In India, the main holiday of the Indians "Diwali", known in the world as the "Festival of Lights", takes place. The celebration goes on for 5 days, but due to the peculiarities of the calendar based on the lunar cycle, the date of its holding varies. This year, the carnival of "lights", took off on October 19.
Legends say that the feast of Diwali embodies the supremacy of Light over Darkness, and the Good over Evil. Therefore, traditionally these days, Indians light fires, candles, lanterns, give souvenirs, and in the evening fireworks are launched.,
This "fiery" celebration is also widely celebrated in a number of Asian countries, in the United States and Great Britain, mainly by the Indian diasporas, as well as representatives of Hinduism - the third world religion after Christianity and Islam by the number of followers. Therefore, this festival is considered to be the focus of the unity of the Indian communities abroad.
Zoroastrians show the same veneration of fire and the Sun - and nowadays in the cult temples of the followers of this philosophical and ethical teaching, lights burn round the clock all year round.

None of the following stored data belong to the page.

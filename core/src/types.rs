use ndarray::Array2;

/// Single coordinate axis used for board rows, columns, and positions.
pub type Coord = u16;

/// Count type used for mine counts and total-cell counts.
pub type CellCount = u32;

/// Two-dimensional coordinates `(row, col)`.
pub type Coord2 = (Coord, Coord);

pub trait ToNdIndex {
    type Output;
    fn to_nd_index(self) -> Self::Output;
}

impl ToNdIndex for Coord2 {
    type Output = [usize; 2];

    fn to_nd_index(self) -> Self::Output {
        [self.0.into(), self.1.into()]
    }
}

pub const fn cell_product(a: Coord, b: Coord) -> CellCount {
    let a = a as CellCount;
    let b = b as CellCount;
    a.saturating_mul(b)
}

pub(crate) fn dim_to_coords(dim: (usize, usize)) -> Coord2 {
    (dim.0.try_into().unwrap(), dim.1.try_into().unwrap())
}

pub trait NeighborIterExt {
    fn iter_neighbors(&self, index: Coord2) -> NeighborIter;
}

impl<T> NeighborIterExt for Array2<T> {
    fn iter_neighbors(&self, index: Coord2) -> NeighborIter {
        neighbors(index, dim_to_coords(self.dim()))
    }
}

/// Iterates the up-to-8 in-bounds neighbors of `center`, row-major order.
pub fn neighbors(center: Coord2, bounds: Coord2) -> NeighborIter {
    NeighborIter {
        center,
        bounds,
        pending: &DISPLACEMENTS,
    }
}

const DISPLACEMENTS: [(i16, i16); 8] = [
    (-1, -1),
    (-1, 0),
    (-1, 1),
    (0, -1),
    (0, 1),
    (1, -1),
    (1, 0),
    (1, 1),
];

/// `coords` shifted by `(d_row, d_col)`, if that lands inside `bounds`.
fn step(coords: Coord2, (d_row, d_col): (i16, i16), bounds: Coord2) -> Option<Coord2> {
    let row = coords.0.checked_add_signed(d_row)?;
    let col = coords.1.checked_add_signed(d_col)?;
    (row < bounds.0 && col < bounds.1).then_some((row, col))
}

#[derive(Debug)]
pub struct NeighborIter {
    center: Coord2,
    bounds: Coord2,
    pending: &'static [(i16, i16)],
}

impl Iterator for NeighborIter {
    type Item = Coord2;

    fn next(&mut self) -> Option<Self::Item> {
        while let Some((&delta, rest)) = self.pending.split_first() {
            self.pending = rest;
            if let Some(coords) = step(self.center, delta, self.bounds) {
                return Some(coords);
            }
        }
        None
    }
}

#[cfg(test)]
mod tests {
    use super::*;

    #[test]
    fn interior_cell_has_eight_neighbors() {
        let found: Vec<_> = neighbors((1, 1), (3, 3)).collect();
        assert_eq!(found.len(), 8);
        assert!(!found.contains(&(1, 1)));
    }

    #[test]
    fn corner_cell_has_three_neighbors() {
        let found: Vec<_> = neighbors((0, 0), (3, 3)).collect();
        assert_eq!(found, vec![(0, 1), (1, 0), (1, 1)]);
    }

    #[test]
    fn edge_cell_has_five_neighbors() {
        let found: Vec<_> = neighbors((0, 1), (3, 3)).collect();
        assert_eq!(found.len(), 5);
    }

    #[test]
    fn single_cell_board_has_no_neighbors() {
        assert_eq!(neighbors((0, 0), (1, 1)).count(), 0);
    }
}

The historical homeland of the Zoroastrians is Great Khorasan, and the ancestral homeland, where the protozoarastrism originated - the country of Margush, which flourished in antiquity on the territory of modern Turkmenistan
Archaeological data of recent years indicate that Margush and Bactria of the Bronze Age represented the very environment in which Zoroastrianism developed. Here the Hymns for the glory of the One God were sang by the founder of this religion Zarathushtra, preaching that pure thoughts, words and deeds help the Light and Good to triumph over the forces of Darkness and Evil.
It is really very similar to the world view of those who celebrate the Diwali holiday these days, isn't it?